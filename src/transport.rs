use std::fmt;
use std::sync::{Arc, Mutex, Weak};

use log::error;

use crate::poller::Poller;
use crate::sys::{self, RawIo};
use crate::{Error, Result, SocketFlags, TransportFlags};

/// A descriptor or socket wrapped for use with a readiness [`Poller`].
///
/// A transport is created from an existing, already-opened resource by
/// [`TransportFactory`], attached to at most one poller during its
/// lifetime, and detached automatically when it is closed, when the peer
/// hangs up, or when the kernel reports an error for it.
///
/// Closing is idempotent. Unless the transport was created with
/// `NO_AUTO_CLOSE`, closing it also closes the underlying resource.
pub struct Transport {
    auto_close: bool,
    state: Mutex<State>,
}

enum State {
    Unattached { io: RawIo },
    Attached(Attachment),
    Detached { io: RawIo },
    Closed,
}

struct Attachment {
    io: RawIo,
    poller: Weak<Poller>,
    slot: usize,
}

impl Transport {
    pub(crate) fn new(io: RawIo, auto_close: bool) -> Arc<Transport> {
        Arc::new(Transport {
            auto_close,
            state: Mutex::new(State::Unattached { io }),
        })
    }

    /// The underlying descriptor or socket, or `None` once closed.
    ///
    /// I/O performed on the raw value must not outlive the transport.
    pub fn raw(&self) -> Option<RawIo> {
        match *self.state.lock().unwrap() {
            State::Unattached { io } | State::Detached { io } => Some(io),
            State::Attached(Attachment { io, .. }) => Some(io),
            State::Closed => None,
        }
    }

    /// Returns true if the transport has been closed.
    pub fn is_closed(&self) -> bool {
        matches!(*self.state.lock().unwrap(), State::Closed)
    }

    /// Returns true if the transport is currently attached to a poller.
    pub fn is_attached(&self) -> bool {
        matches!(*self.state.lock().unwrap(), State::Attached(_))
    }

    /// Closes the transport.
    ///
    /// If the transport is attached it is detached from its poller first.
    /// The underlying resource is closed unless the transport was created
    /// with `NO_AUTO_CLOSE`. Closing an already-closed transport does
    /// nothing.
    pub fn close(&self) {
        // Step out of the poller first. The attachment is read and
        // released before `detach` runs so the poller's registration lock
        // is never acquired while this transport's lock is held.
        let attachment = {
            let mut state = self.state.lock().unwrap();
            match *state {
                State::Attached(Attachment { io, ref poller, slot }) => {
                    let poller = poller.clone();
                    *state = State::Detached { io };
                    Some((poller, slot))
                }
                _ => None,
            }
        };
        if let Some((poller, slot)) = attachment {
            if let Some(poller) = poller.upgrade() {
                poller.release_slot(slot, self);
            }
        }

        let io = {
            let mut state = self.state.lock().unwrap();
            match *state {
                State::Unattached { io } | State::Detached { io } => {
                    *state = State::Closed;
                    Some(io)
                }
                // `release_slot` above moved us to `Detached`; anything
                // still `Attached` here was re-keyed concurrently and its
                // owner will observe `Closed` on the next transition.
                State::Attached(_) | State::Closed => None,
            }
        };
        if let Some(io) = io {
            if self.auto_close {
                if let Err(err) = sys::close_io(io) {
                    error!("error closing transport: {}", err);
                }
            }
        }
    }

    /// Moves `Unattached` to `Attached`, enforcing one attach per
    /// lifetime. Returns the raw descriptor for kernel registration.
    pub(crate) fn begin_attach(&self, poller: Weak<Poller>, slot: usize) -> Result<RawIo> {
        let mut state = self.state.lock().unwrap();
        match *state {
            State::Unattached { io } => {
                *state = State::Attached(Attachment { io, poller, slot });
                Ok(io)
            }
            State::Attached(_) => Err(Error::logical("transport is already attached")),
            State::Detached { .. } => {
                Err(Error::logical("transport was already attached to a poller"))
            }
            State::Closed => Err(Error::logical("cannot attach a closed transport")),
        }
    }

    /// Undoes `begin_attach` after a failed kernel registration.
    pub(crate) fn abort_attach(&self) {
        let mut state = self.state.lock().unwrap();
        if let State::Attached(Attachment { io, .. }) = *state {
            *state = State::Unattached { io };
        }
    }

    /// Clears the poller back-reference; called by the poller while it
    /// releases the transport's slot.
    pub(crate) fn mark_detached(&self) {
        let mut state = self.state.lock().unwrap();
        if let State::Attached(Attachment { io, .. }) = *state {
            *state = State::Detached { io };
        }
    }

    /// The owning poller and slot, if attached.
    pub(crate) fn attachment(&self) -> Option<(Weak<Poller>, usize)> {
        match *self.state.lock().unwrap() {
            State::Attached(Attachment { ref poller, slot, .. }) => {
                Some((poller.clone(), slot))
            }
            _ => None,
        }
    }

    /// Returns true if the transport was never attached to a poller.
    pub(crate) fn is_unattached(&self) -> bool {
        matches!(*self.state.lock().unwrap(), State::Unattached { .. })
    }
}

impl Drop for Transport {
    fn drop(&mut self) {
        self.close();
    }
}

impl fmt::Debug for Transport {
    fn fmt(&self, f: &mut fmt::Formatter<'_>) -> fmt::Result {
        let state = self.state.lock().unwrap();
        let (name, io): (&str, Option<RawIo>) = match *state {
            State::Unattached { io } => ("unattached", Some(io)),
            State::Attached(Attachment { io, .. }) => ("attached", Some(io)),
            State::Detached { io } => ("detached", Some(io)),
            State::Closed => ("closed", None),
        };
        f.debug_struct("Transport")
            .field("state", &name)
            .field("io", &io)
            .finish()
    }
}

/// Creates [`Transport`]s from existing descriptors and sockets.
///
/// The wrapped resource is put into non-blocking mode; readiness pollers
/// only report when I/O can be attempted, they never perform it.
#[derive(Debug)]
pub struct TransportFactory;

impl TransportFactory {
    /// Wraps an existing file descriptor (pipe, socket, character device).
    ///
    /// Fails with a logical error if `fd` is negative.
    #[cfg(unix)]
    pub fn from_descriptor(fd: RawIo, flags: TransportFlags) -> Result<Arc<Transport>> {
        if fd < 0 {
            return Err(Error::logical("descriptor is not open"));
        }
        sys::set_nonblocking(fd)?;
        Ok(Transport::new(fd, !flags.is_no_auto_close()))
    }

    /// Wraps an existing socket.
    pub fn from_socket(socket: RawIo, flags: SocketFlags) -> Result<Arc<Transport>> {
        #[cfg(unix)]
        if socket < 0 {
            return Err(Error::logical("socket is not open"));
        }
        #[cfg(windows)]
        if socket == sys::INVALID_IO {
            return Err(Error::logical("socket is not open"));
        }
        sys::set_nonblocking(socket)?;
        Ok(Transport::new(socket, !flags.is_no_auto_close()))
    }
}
···
Task item — Retype the entire listing exactly.

Response to the exercise —
filename src/transport.rs
use std::fmt;
use std::sync::{Arc, Mutex, Weak};

use log::error;

use crate::poller::Poller;
use crate::sys::{self, RawIo};
use crate::{Error, Result, SocketFlags, TransportFlags};

/// A descriptor or socket wrapped for use with a readiness [`Poller`].
///
/// A transport is created from an existing, already-opened resource by
/// [`TransportFactory`], attached to at most one poller during its
/// lifetime, and detached automatically when it is closed, when the peer
/// hangs up, or when the kernel reports an error for it.
///
/// Closing is idempotent. Unless the transport was created with
/// `NO_AUTO_CLOSE`, closing it also closes the underlying resource.
pub struct Transport {
    auto_close: bool,
    state: Mutex<State>,
}

enum State {
    Unattached { io: RawIo },
    Attached(Attachment),
    Detached { io: RawIo },
    Closed,
}

struct Attachment {
    io: RawIo,
    poller: Weak<Poller>,
    slot: usize,
}

impl Transport {
    pub(crate) fn new(io: RawIo, auto_close: bool) -> Arc<Transport> {
        Arc::new(Transport {
            auto_close,
            state: Mutex::new(State::Unattached { io }),
        })
    }

    /// The underlying descriptor or socket, or `None` once closed.
    ///
    /// I/O performed on the raw value must not outlive the transport.
    pub fn raw(&self) -> Option<RawIo> {
        match *self.state.lock().unwrap() {
            State::Unattached { io } | State::Detached { io } => Some(io),
            State::Attached(Attachment { io, .. }) => Some(io),
            State::Closed => None,
        }
    }

    /// Returns true if the transport has been closed.
    pub fn is_closed(&self) -> bool {
        matches!(*self.state.lock().unwrap(), State::Closed)
    }

    /// Returns true if the transport is currently attached to a poller.
    pub fn is_attached(&self) -> bool {
        matches!(*self.state.lock().unwrap(), State::Attached(_))
    }

    /// Closes the transport.
    ///
    /// If the transport is attached it is detached from its poller first.
    /// The underlying resource is closed unless the transport was created
    /// with `NO_AUTO_CLOSE`. Closing an already-closed transport does
    /// nothing.
    pub fn close(&self) {
        // Step out of the poller first. The attachment is read and
        // released before `detach` runs so the poller's registration lock
        // is never acquired while this transport's lock is held.
        let attachment = {
            let mut state = self.state.lock().unwrap();
            match *state {
                State::Attached(Attachment { io, ref poller, slot }) => {
                    let poller = poller.clone();
                    *state = State::Detached { io };
                    Some((poller, slot))
                }
                _ => None,
            }
        };
        if let Some((poller, slot)) = attachment {
            if let Some(poller) = poller.upgrade() {
                poller.release_slot(slot, self);
            }
        }

        let io = {
            let mut state = self.state.lock().unwrap();
            match *state {
                State::Unattached { io } | State::Detached { io } => {
                    *state = State::Closed;
                    Some(io)
                }
                // `release_slot` above moved us to `Detached`; anything
                // still `Attached` here was re-keyed concurrently and its
                // owner will observe `Closed` on the next transition.
                State::Attached(_) | State::Closed => None,
            }
        };
        if let Some(io) = io {
            if self.auto_close {
                if let Err(err) = sys::close_io(io) {
                    error!("error closing transport: {}", err);
                }
            }
        }
    }

    /// Moves `Unattached` to `Attached`, enforcing one attach per
    /// lifetime. Returns the raw descriptor for kernel registration.
    pub(crate) fn begin_attach(&self, poller: Weak<Poller>, slot: usize) -> Result<RawIo> {
        let mut state = self.state.lock().unwrap();
        match *state {
            State::Unattached { io } => {
                *state = State::Attached(Attachment { io, poller, slot });
                Ok(io)
            }
            State::Attached(_) => Err(Error::logical("transport is already attached")),
            State::Detached { .. } => {
                Err(Error::logical("transport was already attached to a poller"))
            }
            State::Closed => Err(Error::logical("cannot attach a closed transport")),
        }
    }

    /// Undoes `begin_attach` after a failed kernel registration.
    pub(crate) fn abort_attach(&self) {
        let mut state = self.state.lock().unwrap();
        if let State::Attached(Attachment { io, .. }) = *state {
            *state = State::Unattached { io };
        }
    }

    /// Clears the poller back-reference; called by the poller while it
    /// releases the transport's slot.
    pub(crate) fn mark_detached(&self) {
        let mut state = self.state.lock().unwrap();
        if let State::Attached(Attachment { io, .. }) = *state {
            *state = State::Detached { io };
        }
    }

    /// The owning poller and slot, if attached.
    pub(crate) fn attachment(&self) -> Option<(Weak<Poller>, usize)> {
        match *self.state.lock().unwrap() {
            State::Attached(Attachment { ref poller, slot, .. }) => {
                Some((poller.clone(), slot))
            }
            _ => None,
        }
    }

    /// Returns true if the transport was never attached to a poller.
    pub(crate) fn is_unattached(&self) -> bool {
        matches!(*self.state.lock().unwrap(), State::Unattached { .. })
    }
}

impl Drop for Transport {
    fn drop(&mut self) {
        self.close();
    }
}

impl fmt::Debug for Transport {
    fn fmt(&self, f: &mut fmt::Formatter<'_>) -> fmt::Result {
        let state = self.state.lock().unwrap();
        let (name, io): (&str, Option<RawIo>) = match *state {
            State::Unattached { io } => ("unattached", Some(io)),
            State::Attached(Attachment { io, .. }) => ("attached", Some(io)),
            State::Detached { io } => ("detached", Some(io)),
            State::Closed => ("closed", None),
        };
        f.debug_struct("Transport")
            .field("state", &name)
            .field("io", &io)
            .finish()
    }
}

/// Creates [`Transport`]s from existing descriptors and sockets.
///
/// The wrapped resource is put into non-blocking mode; readiness pollers
/// only report when I/O can be attempted, they never perform it.
#[derive(Debug)]
pub struct TransportFactory;

impl TransportFactory {
    /// Wraps an existing file descriptor (pipe, socket, character device).
    ///
    /// Fails with a logical error if `fd` is negative.
    #[cfg(unix)]
    pub fn from_descriptor(fd: RawIo, flags: TransportFlags) -> Result<Arc<Transport>> {
        if fd < 0 {
            return Err(Error::logical("descriptor is not open"));
        }
        sys::set_nonblocking(fd)?;
        Ok(Transport::new(fd, !flags.is_no_auto_close()))
    }

    /// Wraps an existing socket.
    pub fn from_socket(socket: RawIo, flags: SocketFlags) -> Result<Arc<Transport>> {
        #[cfg(unix)]
        if socket < 0 {
            return Err(Error::logical("socket is not open"));
        }
        #[cfg(windows)]
        if socket == sys::INVALID_IO {
            return Err(Error::logical("socket is not open"));
        }
        sys::set_nonblocking(socket)?;
        Ok(Transport::new(socket, !flags.is_no_auto_close()))
    }
}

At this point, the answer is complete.